Unmet Need
Life threatening ventricular tachycardia (VT) is a precursor of sudden cardiac death. VT may occur in patients with weakened heart muscle such as in the case of myocardiopathy and/or chronic myocardial infarction (MI). Radiofrequency catheter ablation is applied to regions of conduction delay to treat and or prevent the recurrence of these arrhythmias. Identifying the target regions within the heart is an invasive procedure that requires the induction of VT while the patient is under anesthesia. VT-induction is not always possible or well-tolerated in some patients and results of this invasive approach may vary under anesthesia.
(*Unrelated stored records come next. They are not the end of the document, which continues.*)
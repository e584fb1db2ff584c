pub mod analyzer;
pub mod error;
pub mod paths;
pub mod watcher;

pub use analyzer::{
    analyze, analyze_file, ActionParameter, LogicAction, LogicContract, LogicState,
};
pub use error::{AnalysisError, AnalysisResult};
pub use paths::{
    find_corresponding_logic_file, is_logic_file, is_view_file, view_file_for_logic_file,
};
pub use watcher::LogicWatcher;
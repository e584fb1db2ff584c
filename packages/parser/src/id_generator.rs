/// Sequential ID generator for document nodes.
///
/// IDs are local to a single parse call: two parses of identical text yield
/// identical ID sequences, but IDs are not stable across independent edits
/// unless tracked by a session.
#[derive(Clone, Default)]
pub struct IdGenerator {
    count: u32,
}

impl IdGenerator {
    pub fn new() -> Self {
        Self { count: 0 }
    }

    /// Generate the next sequential node ID
    pub fn new_id(&mut self) -> String {
        self.count += 1;
        format!("node-{}", self.count)
    }
}

#[cfg(test)]
mod tests {
    use super::*;

    #[test]
    fn test_sequential_ids() {
        let mut gen = IdGenerator::new();

        assert_eq!(gen.new_id(), "node-1");
        assert_eq!(gen.new_id(), "node-2");
        assert_eq!(gen.new_id(), "node-3");
    }

    #[test]
    fn test_fresh_generators_repeat_sequences() {
        let mut a = IdGenerator::new();
        let mut b = IdGenerator::new();

        assert_eq!(a.new_id(), b.new_id());
        assert_eq!(a.new_id(), b.new_id());
    }
}
use logos::Logos;
use std::fmt;
use std::ops::Range;

/// Token types for the constrained JS/JSX subset used by view and logic files
#[derive(Logos, Debug, Clone, PartialEq)]
#[logos(skip r"[ \t\n\r]+")]
pub enum Token<'src> {
    // Keywords
    #[token("import")]
    Import,

    #[token("export")]
    Export,

    #[token("default")]
    Default,

    #[token("function")]
    Function,

    #[token("return")]
    Return,

    #[token("const")]
    Const,

    #[token("let")]
    Let,

    #[token("var")]
    Var,

    #[token("from")]
    From,

    #[token("async")]
    Async,

    #[token("await")]
    Await,

    #[token("true")]
    True,

    #[token("false")]
    False,

    #[token("null")]
    Null,

    // Identifiers
    #[regex(r"[a-zA-Z_$][a-zA-Z0-9_$]*", |lex| lex.slice())]
    Ident(&'src str),

    // String literals (raw slice, quotes included)
    #[regex(r#""([^"\\]|\\.)*""#, |lex| lex.slice())]
    #[regex(r#"'([^'\\]|\\.)*'"#, |lex| lex.slice())]
    String(&'src str),

    // Template literals are kept opaque; their contents are never classified
    #[regex(r"`([^`\\]|\\.)*`", |lex| lex.slice())]
    TemplateString(&'src str),

    // Numbers
    #[regex(r"[0-9]+(\.[0-9]+)?", |lex| lex.slice())]
    Number(&'src str),

    // Comments are semantic input here: the bindings block and logic-file
    // descriptions both live in them
    #[regex(r"//[^\n]*", |lex| lex.slice())]
    LineComment(&'src str),

    #[regex(r"/\*([^*]|\*[^/])*\*/", |lex| lex.slice())]
    BlockComment(&'src str),

    // Punctuation
    #[token("<")]
    Lt,

    #[token(">")]
    Gt,

    #[token("/")]
    Slash,

    #[token("{")]
    LBrace,

    #[token("}")]
    RBrace,

    #[token("(")]
    LParen,

    #[token(")")]
    RParen,

    #[token("[")]
    LBracket,

    #[token("]")]
    RBracket,

    #[token("=>")]
    Arrow,

    #[token("=")]
    Eq,

    #[token(".")]
    Dot,

    #[token(",")]
    Comma,

    #[token(";")]
    Semicolon,

    #[token(":")]
    Colon,

    #[token("?")]
    Question,

    #[token("+")]
    Plus,

    #[token("-")]
    Minus,

    #[token("*")]
    Star,

    #[token("&")]
    Amp,

    #[token("|")]
    Pipe,

    #[token("!")]
    Bang,

    // Anything the lexer cannot classify (JSX text runs, stray punctuation).
    // The parser skips these in child position and rejects them elsewhere.
    #[regex(r".", priority = 0)]
    Unknown,
}

impl fmt::Display for Token<'_> {
    fn fmt(&self, f: &mut fmt::Formatter<'_>) -> fmt::Result {
        match self {
            Token::Ident(s) | Token::String(s) | Token::Number(s) => write!(f, "{}", s),
            other => write!(f, "{:?}", other),
        }
    }
}

/// Tokenize source text into (token, byte range) pairs.
///
/// Unknown characters become `Token::Unknown` spans rather than hard errors;
/// whether they are tolerable depends on where they appear.
pub fn tokenize(source: &str) -> Vec<(Token<'_>, Range<usize>)> {
    let mut lexer = Token::lexer(source);
    let mut tokens = Vec::new();

    while let Some(result) = lexer.next() {
        let span = lexer.span();
        match result {
            Ok(token) => tokens.push((token, span)),
            Err(()) => tokens.push((Token::Unknown, span)),
        }
    }

    tokens
}

/// Unquote and unescape a string literal token slice
pub fn string_value(raw: &str) -> String {
    let inner = if raw.len() >= 2 {
        &raw[1..raw.len() - 1]
    } else {
        raw
    };

    let mut out = String::with_capacity(inner.len());
    let mut chars = inner.chars();
    while let Some(ch) = chars.next() {
        if ch == '\\' {
            match chars.next() {
                Some('n') => out.push('\n'),
                Some('t') => out.push('\t'),
                Some('r') => out.push('\r'),
                Some(other) => out.push(other),
                None => break,
            }
        } else {
            out.push(ch);
        }
    }
    out
}

/// Convert a byte offset to (line, column): line is 1-based, column 0-based
pub fn line_col(source: &str, offset: usize) -> (u32, u32) {
    let mut line = 1;
    let mut col = 0;
    let mut current = 0;

    for ch in source.chars() {
        if current >= offset {
            break;
        }
        if ch == '\n' {
            line += 1;
            col = 0;
        } else {
            col += 1;
        }
        current += ch.len_utf8();
    }

    (line, col)
}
Moreover, several VT-inductions are required to find multiple regions of reentry. Measurement variability and repeated VT-inductions highlight the strong necessity for a heart measurement tool that is capable of accurately identifying regions of re-entry that are safe and broadly applicable to individuals with ventricular tachycardia.
Technology Overview
Researchers at Johns Hopkins have co-developed a personalized 3D computational model of human heart with myocardial infarction based on the cardiac magnetic resonance imaging (MRI), which provides activation-repolarization data for the reentry vulnerability index (RVI) algorithm. The novelty of the model includes electrophysiology, ventricular geometry, and structural remodelling (including scar) that facilitates in silico electrical stimulation of the ventricle. The technology further uses RVI as a metric to identify region(s) with high vulnerability to reentry (with a low RVI value) using a patient-specific computational human heart model. The region(s) located by RVI are, therefore, ablated in order to prevent the heart from re-entrant VT and to prevent sudden death.
Stage of Development
Model development completed with validation of approach in various patient models on-going.